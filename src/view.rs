//! Plain-text rendering of the pet for terminal-style clients.
//!
//! Produces the same layout for every transport: title, name, health bar,
//! mood, recent actions (newest first), last message and controls.

use crate::state::{ActionKind, Mood, Pet};
use std::fmt::Write;

const TITLE: &str = "🐾 JANKYPET 🐾";
const CONTROLS: &str = "f=feed  p=pet  h=hit  q=quit";
const BAR_WIDTH: u32 = 20;

pub fn mood_emoji(mood: Mood) -> &'static str {
    match mood {
        Mood::Happy => "😊",
        Mood::Content => "😌",
        Mood::Neutral => "😐",
        Mood::Sad => "😢",
        Mood::Angry => "😠",
        Mood::Dying => "💀",
        Mood::Dead => "☠️",
        Mood::Revived => "✨",
    }
}

/// Phrase shown after the acting user in the recent actions list
pub fn action_text(kind: ActionKind) -> &'static str {
    match kind {
        ActionKind::Fed => "fed me! 🍎",
        ActionKind::Petted => "petted me! 💕",
        ActionKind::Hit => "hit me! 💥",
        ActionKind::Killed => "killed me! ☠️",
        ActionKind::Revived => "revived me! ✨",
        ActionKind::Died => "I died from neglect! 💀",
    }
}

/// Render a 20 cell health bar followed by `health/max`
pub fn health_bar(pet: &Pet) -> String {
    let filled = if pet.max_health == 0 {
        0
    } else {
        pet.health.min(pet.max_health) * BAR_WIDTH / pet.max_health
    };

    let mut bar = String::from("Health: ");
    for i in 0..BAR_WIDTH {
        bar.push(if i < filled { '█' } else { '░' });
    }
    let _ = write!(bar, " {}/{}", pet.health, pet.max_health);
    bar
}

/// Render the full view for `username`
pub fn render(pet: &Pet, username: &str, last_message: Option<&str>) -> String {
    let mut out = String::new();

    let _ = writeln!(out, "{}\n", TITLE);
    let _ = writeln!(out, "Name: {}", pet.name);
    let _ = writeln!(out, "{}", health_bar(pet));
    let _ = writeln!(out, "Mood: {} {}\n", mood_emoji(pet.mood), pet.mood);

    out.push_str("Recent Actions:\n");
    if pet.actions.is_empty() {
        out.push_str("  No actions yet...\n");
    } else {
        for action in pet.actions.iter().rev() {
            let _ = writeln!(out, "  {} {}", action.user, action_text(action.kind));
        }
    }
    out.push('\n');

    if let Some(message) = last_message.filter(|m| !m.is_empty()) {
        let _ = writeln!(out, ">>> {}\n", message);
    }

    let _ = writeln!(out, "{}", CONTROLS);
    let _ = write!(out, "Connected as: {}", username);

    out
}
use crate::api::AppState;
use crate::state::Pet;
use axum::{
    extract::State,
    response::Json,
    routing::get,
    Router,
};
use serde::Serialize;
use std::sync::Arc;

/// Connected users response
#[derive(Serialize)]
pub struct UsersResponse {
    pub count: usize,
    pub users: Vec<String>,
}

/// Create query API router
pub fn create_query_router(state: Arc<AppState>) -> Router {
    Router::new()
        .route("/api/pet", get(get_pet))
        .route("/api/users", get(list_users))
        .with_state(state)
}

/// GET /api/pet - Current pet snapshot
async fn get_pet(State(state): State<Arc<AppState>>) -> Json<Pet> {
    Json(state.game.snapshot())
}

/// GET /api/users - Identities with a live subscription
async fn list_users(State(state): State<Arc<AppState>>) -> Json<UsersResponse> {
    let users = state.game.connected_users();
    Json(UsersResponse {
        count: users.len(),
        users,
    })
}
——————
# TASK TO COMPLETE
In full and without error, restate the data.

# SOLUTION FOR THIS TASK
filename src/view.rs
//! Plain-text rendering of the pet for terminal-style clients.
//!
//! Produces the same layout for every transport: title, name, health bar,
//! mood, recent actions (newest first), last message and controls.

use crate::state::{ActionKind, Mood, Pet};
use std::fmt::Write;

const TITLE: &str = "🐾 JANKYPET 🐾";
const CONTROLS: &str = "f=feed  p=pet  h=hit  q=quit";
const BAR_WIDTH: u32 = 20;

pub fn mood_emoji(mood: Mood) -> &'static str {
    match mood {
        Mood::Happy => "😊",
        Mood::Content => "😌",
        Mood::Neutral => "😐",
        Mood::Sad => "😢",
        Mood::Angry => "😠",
        Mood::Dying => "💀",
        Mood::Dead => "☠️",
        Mood::Revived => "✨",
    }
}

/// Phrase shown after the acting user in the recent actions list
pub fn action_text(kind: ActionKind) -> &'static str {
    match kind {
        ActionKind::Fed => "fed me! 🍎",
        ActionKind::Petted => "petted me! 💕",
        ActionKind::Hit => "hit me! 💥",
        ActionKind::Killed => "killed me! ☠️",
        ActionKind::Revived => "revived me! ✨",
        ActionKind::Died => "I died from neglect! 💀",
    }
}

/// Render a 20 cell health bar followed by `health/max`
pub fn health_bar(pet: &Pet) -> String {
    let filled = if pet.max_health == 0 {
        0
    } else {
        pet.health.min(pet.max_health) * BAR_WIDTH / pet.max_health
    };

    let mut bar = String::from("Health: ");
    for i in 0..BAR_WIDTH {
        bar.push(if i < filled { '█' } else { '░' });
    }
    let _ = write!(bar, " {}/{}", pet.health, pet.max_health);
    bar
}

/// Render the full view for `username`
pub fn render(pet: &Pet, username: &str, last_message: Option<&str>) -> String {
    let mut out = String::new();

    let _ = writeln!(out, "{}\n", TITLE);
    let _ = writeln!(out, "Name: {}", pet.name);
    let _ = writeln!(out, "{}", health_bar(pet));
    let _ = writeln!(out, "Mood: {} {}\n", mood_emoji(pet.mood), pet.mood);

    out.push_str("Recent Actions:\n");
    if pet.actions.is_empty() {
        out.push_str("  No actions yet...\n");
    } else {
        for action in pet.actions.iter().rev() {
            let _ = writeln!(out, "  {} {}", action.user, action_text(action.kind));
        }
    }
    out.push('\n');

    if let Some(message) = last_message.filter(|m| !m.is_empty()) {
        let _ = writeln!(out, ">>> {}\n", message);
    }

    let _ = writeln!(out, "{}", CONTROLS);
    let _ = write!(out, "Connected as: {}", username);

    out
}
use crate::api::AppState;
use crate::state::Pet;
use axum::{
    extract::State,
    response::Json,
    routing::get,
    Router,
};
use serde::Serialize;
use std::sync::Arc;

/// Connected users response
#[derive(Serialize)]
pub struct UsersResponse {
    pub count: usize,
    pub users: Vec<String>,
}

/// Create query API router
pub fn create_query_router(state: Arc<AppState>) -> Router {
    Router::new()
        .route("/api/pet", get(get_pet))
        .route("/api/users", get(list_users))
        .with_state(state)
}

/// GET /api/pet - Current pet snapshot
async fn get_pet(State(state): State<Arc<AppState>>) -> Json<Pet> {
    Json(state.game.snapshot())
}

/// GET /api/users - Identities with a live subscription
async fn list_users(State(state): State<Arc<AppState>>) -> Json<UsersResponse> {
    let users = state.game.connected_users();
    Json(UsersResponse {
        count: users.len(),
        users,
    })
}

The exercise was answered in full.